There were over 250 different experiments in all, with most of them detailing how Beaumont placed various kinds of food directly into St. Martin’s stomach via the fistula. Most often, the food was kept in place by attaching it to a string that Beaumont left dangling outside of the hole to St. Martin’s stomach. Beaumont could then watch the processes of digestion by looking directly into the stomach. He would also remove the food at regularly timed intervals to take weight measurements, and then reinsert the food into the stomach again to continue his observations on digestion. As one might imagine, these experiments were often uncomfortable and painful for St. Martin.
Beaumont’s book, which is available to view in Becker Library’s rare book collections, was heralded as momentous and innovative medical research at the time of publication. Although Beaumont’s discoveries remain important nearly 200 years later, the way in which he conducted his experiments is often criticized from a medical ethics standpoint. Namely, the reason as to why Beaumont never attempted to surgically close St. Martin’s wound, rather than leave his patient with a stomach fistula, is subject to conjecture and speculation. It has been suggested that Beaumont deliberately left the opening exposed for the sake of conducting his medical experiments. If true, this risky decision needlessly subjected St. Martin to a lifetime of discomfort.

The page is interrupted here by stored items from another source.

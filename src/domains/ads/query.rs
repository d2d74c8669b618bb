//! GAQL query builder.
//!
//! Field lists and sources are `'static` constants chosen by each tool. Caller
//! input only ever reaches a query as a typed [`Literal`], so a predicate can
//! never carry quotes or extra clauses.

use std::borrow::Cow;
use std::fmt;
use std::str::FromStr;

use chrono::NaiveDate;
use schemars::{JsonSchema, Schema, SchemaGenerator, json_schema};
use serde::{Deserialize, Deserializer};

use super::codec::{ensure_ordered, parse_date};
use super::types::{EntityId, EntityStatus};
use crate::domains::tools::{ToolError, ToolResult};

/// Field every date-segmented report filters on.
pub const DATE_SEGMENT: &str = "segments.date";

/// Relative date ranges understood by the platform.
#[derive(Debug, Clone, Copy, PartialEq, Eq)]
pub enum RelativeRange {
    Last7Days,
    Last30Days,
    ThisMonth,
    LastMonth,
}

impl RelativeRange {
    pub const ALL: &'static [RelativeRange] = &[
        Self::Last7Days,
        Self::Last30Days,
        Self::ThisMonth,
        Self::LastMonth,
    ];

    /// GAQL token for this range.
    pub fn as_str(&self) -> &'static str {
        match self {
            Self::Last7Days => "LAST_7_DAYS",
            Self::Last30Days => "LAST_30_DAYS",
            Self::ThisMonth => "THIS_MONTH",
            Self::LastMonth => "LAST_MONTH",
        }
    }
}

/// Date range filter: a relative token or an inclusive literal pair.
#[derive(Debug, Clone, Copy, PartialEq, Eq)]
pub enum DateRange {
    Relative(RelativeRange),
    Between { start: NaiveDate, end: NaiveDate },
}

impl DateRange {
    /// Predicates bounding `segments.date` to this range.
    pub fn predicates(&self) -> Vec<Predicate> {
        match *self {
            Self::Relative(range) => vec![Predicate::during(DATE_SEGMENT, range)],
            Self::Between { start, end } => vec![
                Predicate::new(DATE_SEGMENT, Comparison::Gte, Literal::Date(start)),
                Predicate::new(DATE_SEGMENT, Comparison::Lte, Literal::Date(end)),
            ],
        }
    }
}

impl Default for DateRange {
    fn default() -> Self {
        Self::Relative(RelativeRange::Last30Days)
    }
}

impl FromStr for DateRange {
    type Err = ToolError;

    /// Accepts `last-30-days`, `LAST_30_DAYS` (any case) or `start,end`.
    fn from_str(input: &str) -> ToolResult<Self> {
        let input = input.trim();

        if let Some((start, end)) = input.split_once(',') {
            if end.contains(',') {
                return Err(ToolError::invalid_arguments(format!(
                    "date range '{input}' must be exactly two dates: YYYY-MM-DD,YYYY-MM-DD"
                )));
            }
            let start = parse_date(start)?;
            let end = parse_date(end)?;
            ensure_ordered(start, end)?;
            return Ok(Self::Between { start, end });
        }

        let token = input.to_ascii_uppercase().replace('-', "_");
        RelativeRange::ALL
            .iter()
            .copied()
            .find(|r| r.as_str() == token)
            .map(Self::Relative)
            .ok_or_else(|| {
                ToolError::invalid_arguments(format!(
                    "invalid date range '{input}': use last-7-days, last-30-days, this-month, \
                     last-month or YYYY-MM-DD,YYYY-MM-DD"
                ))
            })
    }
}

impl fmt::Display for DateRange {
    fn fmt(&self, f: &mut fmt::Formatter<'_>) -> fmt::Result {
        match self {
            Self::Relative(range) => f.write_str(range.as_str()),
            Self::Between { start, end } => write!(f, "{start} to {end}"),
        }
    }
}

impl<'de> Deserialize<'de> for DateRange {
    fn deserialize<D: Deserializer<'de>>(deserializer: D) -> Result<Self, D::Error> {
        let raw = String::deserialize(deserializer)?;
        raw.parse().map_err(serde::de::Error::custom)
    }
}

impl JsonSchema for DateRange {
    fn inline_schema() -> bool {
        true
    }

    fn schema_name() -> Cow<'static, str> {
        "DateRange".into()
    }

    fn json_schema(_: &mut SchemaGenerator) -> Schema {
        let tokens: Vec<&str> = RelativeRange::ALL.iter().map(|r| r.as_str()).collect();
        json_schema!({
            "type": "string",
            "examples": [tokens.join(" | "), "2024-01-01,2024-01-31"]
        })
    }
}

/// Comparison operators used in predicates.
#[derive(Debug, Clone, Copy, PartialEq, Eq)]
pub enum Comparison {
    Eq,
    NotEq,
    Gte,
    Lte,
    During,
}

impl Comparison {
    fn as_str(&self) -> &'static str {
        match self {
            Self::Eq => "=",
            Self::NotEq => "!=",
            Self::Gte => ">=",
            Self::Lte => "<=",
            Self::During => "DURING",
        }
    }
}

/// A typed predicate value.
#[derive(Debug, Clone, PartialEq)]
pub enum Literal {
    Id(EntityId),
    Int(i64),
    /// Platform enum name from a closed set.
    Enum(&'static str),
    Date(NaiveDate),
    Range(RelativeRange),
}

impl fmt::Display for Literal {
    fn fmt(&self, f: &mut fmt::Formatter<'_>) -> fmt::Result {
        match self {
            Self::Id(id) => write!(f, "{id}"),
            Self::Int(n) => write!(f, "{n}"),
            Self::Enum(name) => write!(f, "'{name}'"),
            Self::Date(date) => write!(f, "'{}'", date.format("%Y-%m-%d")),
            Self::Range(range) => f.write_str(range.as_str()),
        }
    }
}

/// `field <op> value`.
#[derive(Debug, Clone, PartialEq)]
pub struct Predicate {
    pub field: &'static str,
    pub comparison: Comparison,
    pub value: Literal,
}

impl Predicate {
    pub fn new(field: &'static str, comparison: Comparison, value: Literal) -> Self {
        Self {
            field,
            comparison,
            value,
        }
    }

    pub fn id_eq(field: &'static str, id: EntityId) -> Self {
        Self::new(field, Comparison::Eq, Literal::Id(id))
    }

    pub fn status_eq(field: &'static str, status: EntityStatus) -> Self {
        Self::new(field, Comparison::Eq, Literal::Enum(status.as_str()))
    }

    pub fn status_not(field: &'static str, status: EntityStatus) -> Self {
        Self::new(field, Comparison::NotEq, Literal::Enum(status.as_str()))
    }

    pub fn during(field: &'static str, range: RelativeRange) -> Self {
        Self::new(field, Comparison::During, Literal::Range(range))
    }
}

impl fmt::Display for Predicate {
    fn fmt(&self, f: &mut fmt::Formatter<'_>) -> fmt::Result {
        write!(f, "{} {} {}", self.field, self.comparison.as_str(), self.value)
    }
}

#[derive(Debug, Clone, Copy, PartialEq, Eq)]
pub enum Direction {
    Asc,
    Desc,
}

/// A read-only GAQL query.
#[derive(Debug, Clone, PartialEq)]
pub struct Query {
    fields: &'static [&'static str],
    resource: &'static str,
    predicates: Vec<Predicate>,
    order_by: Option<(&'static str, Direction)>,
    limit: Option<u32>,
}

impl Query {
    /// Start a query selecting a fixed field list.
    pub fn select(fields: &'static [&'static str]) -> QueryBuilder {
        QueryBuilder { fields }
    }

    pub fn resource(&self) -> &'static str {
        self.resource
    }

    pub fn predicates(&self) -> &[Predicate] {
        &self.predicates
    }

    pub fn row_limit(&self) -> Option<u32> {
        self.limit
    }

    /// Render the GAQL text. Predicates are joined with `AND` in insertion order.
    pub fn render(&self) -> String {
        let mut gaql = format!(
            "SELECT {} FROM {}",
            self.fields.join(", "),
            self.resource
        );

        if !self.predicates.is_empty() {
            let clauses: Vec<String> = self.predicates.iter().map(|p| p.to_string()).collect();
            gaql.push_str(" WHERE ");
            gaql.push_str(&clauses.join(" AND "));
        }

        if let Some((field, direction)) = self.order_by {
            gaql.push_str(" ORDER BY ");
            gaql.push_str(field);
            if direction == Direction::Desc {
                gaql.push_str(" DESC");
            }
        }

        if let Some(limit) = self.limit {
            gaql.push_str(&format!(" LIMIT {limit}"));
        }

        gaql
    }
}

impl fmt::Display for Query {
    fn fmt(&self, f: &mut fmt::Formatter<'_>) -> fmt::Result {
        f.write_str(&self.render())
    }
}

/// Intermediate step holding the selected fields until a source is chosen.
pub struct QueryBuilder {
    fields: &'static [&'static str],
}

impl QueryBuilder {
    pub fn from(self, resource: &'static str) -> Query {
        Query {
            fields: self.fields,
            resource,
            predicates: Vec::new(),
            order_by: None,
            limit: None,
        }
    }
}

impl Query {
    pub fn filter(mut self, predicate: Predicate) -> Self {
        self.predicates.push(predicate);
        self
    }

    pub fn filter_opt(self, predicate: Option<Predicate>) -> Self {
        match predicate {
            Some(p) => self.filter(p),
            None => self,
        }
    }

    pub fn date_range(mut self, range: &DateRange) -> Self {
        self.predicates.extend(range.predicates());
        self
    }

    pub fn order_by(mut self, field: &'static str, direction: Direction) -> Self {
        self.order_by = Some((field, direction));
        self
    }

    pub fn limit(mut self, limit: u32) -> Self {
        self.limit = Some(limit);
        self
    }
}

#[cfg(test)]
mod tests {
    use super::*;

    const FIELDS: &[&str] = &["campaign.id", "campaign.name", "metrics.clicks"];

    fn date(y: i32, m: u32, d: u32) -> NaiveDate {
        NaiveDate::from_ymd_opt(y, m, d).unwrap()
    }

    #[test]
    fn test_render_minimal_query() {
        let query = Query::select(FIELDS).from("campaign");
        assert_eq!(
            query.render(),
            "SELECT campaign.id, campaign.name, metrics.clicks FROM campaign"
        );
    }

    #[test]
    fn test_render_full_query() {
        let query = Query::select(FIELDS)
            .from("keyword_view")
            .filter(Predicate::id_eq("campaign.id", EntityId::new(42)))
            .filter(Predicate::status_not("campaign.status", EntityStatus::Removed))
            .date_range(&DateRange::Relative(RelativeRange::Last7Days))
            .filter(Predicate::new(
                "metrics.impressions",
                Comparison::Gte,
                Literal::Int(10),
            ))
            .order_by("metrics.cost_micros", Direction::Desc)
            .limit(50);

        assert_eq!(
            query.render(),
            "SELECT campaign.id, campaign.name, metrics.clicks FROM keyword_view \
             WHERE campaign.id = 42 AND campaign.status != 'REMOVED' \
             AND segments.date DURING LAST_7_DAYS AND metrics.impressions >= 10 \
             ORDER BY metrics.cost_micros DESC LIMIT 50"
        );
        assert_eq!(query.row_limit(), Some(50));
    }

    #[test]
    fn test_ascending_order_has_no_suffix() {
        let query = Query::select(FIELDS)
            .from("campaign")
            .order_by("campaign.name", Direction::Asc);
        assert!(query.render().ends_with("ORDER BY campaign.name"));
    }

    #[test]
    fn test_date_range_tokens() {
        for (input, expected) in [
            ("last-7-days", RelativeRange::Last7Days),
            ("last-30-days", RelativeRange::Last30Days),
            ("LAST_30_DAYS", RelativeRange::Last30Days),
            ("This-Month", RelativeRange::ThisMonth),
            ("last_month", RelativeRange::LastMonth),
        ] {
            assert_eq!(
                input.parse::<DateRange>().unwrap(),
                DateRange::Relative(expected),
                "failed for {input}"
            );
        }
    }

    #[test]
    fn test_literal_date_range_is_inclusive_and_distinct_from_token() {
        let literal: DateRange = "2024-01-01,2024-01-31".parse().unwrap();
        assert_eq!(
            literal,
            DateRange::Between {
                start: date(2024, 1, 1),
                end: date(2024, 1, 31)
            }
        );

        let query = Query::select(FIELDS).from("campaign").date_range(&literal);
        assert_eq!(
            query.render(),
            "SELECT campaign.id, campaign.name, metrics.clicks FROM campaign \
             WHERE segments.date >= '2024-01-01' AND segments.date <= '2024-01-31'"
        );

        let token: DateRange = "last-30-days".parse().unwrap();
        assert_ne!(literal, token);
        let token_query = Query::select(FIELDS).from("campaign").date_range(&token);
        assert!(token_query.render().ends_with("WHERE segments.date DURING LAST_30_DAYS"));
    }

    #[test]
    fn test_literal_date_range_allows_spaces_and_single_day() {
        let range: DateRange = " 2024-03-05 , 2024-03-05 ".parse().unwrap();
        assert_eq!(
            range,
            DateRange::Between {
                start: date(2024, 3, 5),
                end: date(2024, 3, 5)
            }
        );
    }

    #[test]
    fn test_invalid_date_ranges() {
        for input in [
            "",
            "yesterday",
            "LAST_90_DAYS",
            "2024-01-31,2024-01-01",
            "2024-01-01",
            "2024-01-01,",
            "2024-01-01,2024-01-31,2024-02-01",
            "2024-01-01,2024-13-01",
            "LAST_30_DAYS AND campaign.id > 0",
        ] {
            assert!(
                matches!(input.parse::<DateRange>(), Err(ToolError::InvalidArguments(_))),
                "expected rejection for {input:?}"
            );
        }
    }

    #[test]
    fn test_date_range_display() {
        assert_eq!(DateRange::default().to_string(), "LAST_30_DAYS");
        let range: DateRange = "2024-01-01,2024-01-31".parse().unwrap();
        assert_eq!(range.to_string(), "2024-01-01 to 2024-01-31");
    }

    #[test]
    fn test_date_range_schema_is_a_string_with_examples() {
        let schema = schemars::schema_for!(DateRange);
        assert_eq!(schema.get("type"), Some(&serde_json::json!("string")));
        assert_eq!(
            schema.get("examples"),
            Some(&serde_json::json!([
                "LAST_7_DAYS | LAST_30_DAYS | THIS_MONTH | LAST_MONTH",
                "2024-01-01,2024-01-31"
            ]))
        );
    }
}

The multifaceted relationship between Beaumont and St. Martin is also ethically questionable, as it went far beyond a typical doctor-patient relationship. As evidenced by four different employment contracts signed by both men, St. Martin lived and worked with Beaumont while the experiments took place. In exchange for room, board, and financial compensation, St. Martin worked as a servant to Dr. Beaumont’s family off and on for over a decade.
These signed contracts explicitly allowed Beaumont to conduct his experiments on St. Martin. However, subjecting a domestic worker from his own household to painful experimentation could not possibly be considered a moral or ethical practice, especially under these circumstances where the patient’s “master” was also his physician. As Beaumont was the solitary source of food, housing, and income for St. Martin, one may question if he was truly a voluntary participant in these historic experiments.
The William Beaumont Papers are available for research at the Becker Archives, and most of this incredible collection is available online. In addition to hundreds of Beaumont’s handwritten letters, the notebooks he kept detailing all of his experiments on St. Martin are also available to view in-person in Archives and Rare Books Reading Room.